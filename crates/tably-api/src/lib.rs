//! JSON REST API for the Tably restaurant directory.
//!
//! Exposes an axum [`Router`] backed by any
//! [`tably_core::store::DirectoryStore`]. Auth, TLS, and transport concerns
//! are the caller's responsibility.
//!
//! # Mounting
//!
//! ```rust,ignore
//! .nest("/api", tably_api::api_router(store.clone()))
//! ```

pub mod authorities;
pub mod error;
pub mod restaurants;
pub mod users;

use std::{path::PathBuf, sync::Arc};

use axum::{
  Router,
  routing::{delete, get, post},
};
use serde::Deserialize;
use tably_core::store::DirectoryStore;

pub use error::ApiError;

// ─── Configuration ───────────────────────────────────────────────────────────

/// Runtime server configuration, deserialised from `config.toml` with
/// `TABLY_`-prefixed environment overrides.
#[derive(Debug, Clone, Deserialize)]
pub struct ServerConfig {
  pub host:       String,
  pub port:       u16,
  pub store_path: PathBuf,
}

// ─── Router ──────────────────────────────────────────────────────────────────

/// Build a fully-materialised API router for `store`.
///
/// The returned `Router<()>` can be nested into any parent router regardless
/// of its own state type.
pub fn api_router<S>(store: Arc<S>) -> Router<()>
where
  S: DirectoryStore + Clone + Send + Sync + 'static,
{
  Router::new()
    // Restaurants
    .route(
      "/restaurants",
      get(restaurants::list::<S>).post(restaurants::create::<S>),
    )
    .route("/restaurants/{id}", get(restaurants::get_one::<S>))
    // Users
    .route("/users", post(users::create::<S>))
    .route(
      "/users/{id}",
      get(users::get_one::<S>).patch(users::update::<S>),
    )
    .route("/users/{id}/authorities", post(users::grant::<S>))
    .route(
      "/users/{id}/authorities/{name}",
      delete(users::revoke::<S>),
    )
    // Authorities
    .route(
      "/authorities",
      get(authorities::list::<S>).post(authorities::create::<S>),
    )
    .with_state(store)
}

// ─── Integration tests ───────────────────────────────────────────────────────

#[cfg(test)]
mod tests {
  use std::sync::Arc;

  use axum::{
    Router,
    body::Body,
    http::{Request, StatusCode, header},
  };
  use serde_json::{Value, json};
  use tably_store_sqlite::SqliteStore;
  use tower::ServiceExt as _;

  use super::api_router;

  async fn app() -> Router {
    let store = SqliteStore::open_in_memory().await.expect("in-memory store");
    api_router(Arc::new(store))
  }

  async fn send(
    app: &Router,
    method: &str,
    uri: &str,
    body: Option<Value>,
  ) -> (StatusCode, Value) {
    let request = match body {
      Some(json_body) => Request::builder()
        .method(method)
        .uri(uri)
        .header(header::CONTENT_TYPE, "application/json")
        .body(Body::from(json_body.to_string()))
        .unwrap(),
      None => Request::builder()
        .method(method)
        .uri(uri)
        .body(Body::empty())
        .unwrap(),
    };

    let response = app.clone().oneshot(request).await.unwrap();
    let status = response.status();
    let bytes = axum::body::to_bytes(response.into_body(), usize::MAX)
      .await
      .unwrap();
    // Extractor rejections (e.g. a malformed JSON body) come back as plain
    // text rather than JSON.
    let value = if bytes.is_empty() {
      Value::Null
    } else {
      serde_json::from_slice(&bytes).unwrap_or_else(|_| {
        Value::String(String::from_utf8_lossy(&bytes).into_owned())
      })
    };
    (status, value)
  }

  fn owner_body() -> Value {
    json!({
      "email": "jan@example.com",
      "name": "Jan",
      "surname": "Kowalski",
      "password": "correct horse battery",
      "restaurant": { "name": "Pizza Place" },
      "authorities": ["ROLE_OWNER", "ROLE_ADMIN", "ROLE_OWNER"]
    })
  }

  // ── Restaurants ───────────────────────────────────────────────────────────

  #[tokio::test]
  async fn restaurant_add_get_list_roundtrip() {
    let app = app().await;

    let (status, created) = send(
      &app,
      "POST",
      "/restaurants",
      Some(json!({ "name": "Pizza Place" })),
    )
    .await;
    assert_eq!(status, StatusCode::CREATED);
    assert_eq!(created["name"], "Pizza Place");
    let id = created["id"].as_str().expect("assigned id").to_owned();

    let (status, fetched) =
      send(&app, "GET", &format!("/restaurants/{id}"), None).await;
    assert_eq!(status, StatusCode::OK);
    assert_eq!(fetched, created);

    let (status, all) = send(&app, "GET", "/restaurants", None).await;
    assert_eq!(status, StatusCode::OK);
    let all = all.as_array().unwrap();
    assert_eq!(all.len(), 1);
    assert_eq!(all[0]["id"], id.as_str());
  }

  #[tokio::test]
  async fn unknown_restaurant_is_404() {
    let app = app().await;
    let (status, body) = send(
      &app,
      "GET",
      &format!("/restaurants/{}", uuid::Uuid::new_v4()),
      None,
    )
    .await;
    assert_eq!(status, StatusCode::NOT_FOUND);
    assert!(body["error"].as_str().unwrap().contains("not found"));
  }

  #[tokio::test]
  async fn malformed_restaurant_payload_is_rejected() {
    let app = app().await;
    let (status, _) =
      send(&app, "POST", "/restaurants", Some(json!({ "active": true })))
        .await;
    assert!(status.is_client_error());
  }

  // ── Users ─────────────────────────────────────────────────────────────────

  #[tokio::test]
  async fn created_user_never_echoes_the_password() {
    let app = app().await;

    let (status, created) =
      send(&app, "POST", "/users", Some(owner_body())).await;
    assert_eq!(status, StatusCode::CREATED);
    assert!(created.get("password").is_none());
    assert!(created.get("password_hash").is_none());

    // Creation responds with the User scope: gated fields are present,
    // duplicate grants collapsed.
    assert_eq!(created["surname"], "Kowalski");
    assert_eq!(created["account_state"], "pending");
    assert_eq!(created["restaurant"]["name"], "Pizza Place");
    assert_eq!(created["authorities"].as_array().unwrap().len(), 2);
  }

  #[tokio::test]
  async fn view_scopes_gate_fields() {
    let app = app().await;
    let (_, created) = send(&app, "POST", "/users", Some(owner_body())).await;
    let id = created["id"].as_str().unwrap().to_owned();

    let (status, basic) =
      send(&app, "GET", &format!("/users/{id}"), None).await;
    assert_eq!(status, StatusCode::OK);
    assert_eq!(basic["email"], "jan@example.com");
    assert!(basic.get("surname").is_none());
    assert!(basic.get("account_state").is_none());
    assert!(basic.get("restaurant").is_none());

    let (_, full) =
      send(&app, "GET", &format!("/users/{id}?view=user"), None).await;
    assert_eq!(full["surname"], "Kowalski");
    assert_eq!(full["restaurant"]["name"], "Pizza Place");
  }

  #[tokio::test]
  async fn invalid_email_is_400() {
    let app = app().await;
    let mut body = owner_body();
    body["email"] = json!("not-an-email");
    let (status, response) = send(&app, "POST", "/users", Some(body)).await;
    assert_eq!(status, StatusCode::BAD_REQUEST);
    assert!(response["error"].as_str().unwrap().contains("email"));
  }

  #[tokio::test]
  async fn short_password_is_400() {
    let app = app().await;
    let mut body = owner_body();
    body["password"] = json!("short");
    let (status, _) = send(&app, "POST", "/users", Some(body)).await;
    assert_eq!(status, StatusCode::BAD_REQUEST);
  }

  #[tokio::test]
  async fn email_change_is_rejected() {
    let app = app().await;
    let (_, created) = send(&app, "POST", "/users", Some(owner_body())).await;
    let id = created["id"].as_str().unwrap().to_owned();

    let (status, body) = send(
      &app,
      "PATCH",
      &format!("/users/{id}"),
      Some(json!({ "email": "new@example.com" })),
    )
    .await;
    assert_eq!(status, StatusCode::BAD_REQUEST);
    assert!(body["error"].as_str().unwrap().contains("email"));

    // Other fields still update.
    let (status, updated) = send(
      &app,
      "PATCH",
      &format!("/users/{id}"),
      Some(json!({ "surname": "Nowak", "account_state": "active" })),
    )
    .await;
    assert_eq!(status, StatusCode::OK);
    assert_eq!(updated["surname"], "Nowak");
    assert_eq!(updated["account_state"], "active");
  }

  #[tokio::test]
  async fn duplicate_email_is_409() {
    let app = app().await;
    send(&app, "POST", "/users", Some(owner_body())).await;

    let mut second = owner_body();
    second["restaurant"] = Value::Null;
    let (status, _) = send(&app, "POST", "/users", Some(second)).await;
    assert_eq!(status, StatusCode::CONFLICT);
  }

  // ── Authorities ───────────────────────────────────────────────────────────

  #[tokio::test]
  async fn grant_and_revoke_over_http() {
    let app = app().await;
    let mut body = owner_body();
    body["authorities"] = json!([]);
    let (_, created) = send(&app, "POST", "/users", Some(body)).await;
    let id = created["id"].as_str().unwrap().to_owned();

    let (status, granted) = send(
      &app,
      "POST",
      &format!("/users/{id}/authorities"),
      Some(json!({ "authority": "ROLE_OWNER" })),
    )
    .await;
    assert_eq!(status, StatusCode::OK);
    assert_eq!(granted["authorities"], json!(["ROLE_OWNER"]));

    let (status, revoked) = send(
      &app,
      "DELETE",
      &format!("/users/{id}/authorities/ROLE_OWNER"),
      None,
    )
    .await;
    assert_eq!(status, StatusCode::OK);
    assert_eq!(revoked["authorities"], json!([]));
  }

  #[tokio::test]
  async fn authority_reference_data_surface() {
    let app = app().await;

    let (status, created) = send(
      &app,
      "POST",
      "/authorities",
      Some(json!({ "name": "ROLE_ADMIN" })),
    )
    .await;
    assert_eq!(status, StatusCode::CREATED);
    assert_eq!(created, json!("ROLE_ADMIN"));

    let (status, _) = send(
      &app,
      "POST",
      "/authorities",
      Some(json!({ "name": "ROLE_ADMIN" })),
    )
    .await;
    assert_eq!(status, StatusCode::CONFLICT);

    let (_, all) = send(&app, "GET", "/authorities", None).await;
    assert_eq!(all, json!(["ROLE_ADMIN"]));
  }
}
+ + + + +
§ **Task objective**
Return each line of the material in which the string "Nowak" can be found.

§ **Task answer**
      Some(json!({ "surname": "Nowak", "account_state": "active" })),
    assert_eq!(updated["surname"], "Nowak");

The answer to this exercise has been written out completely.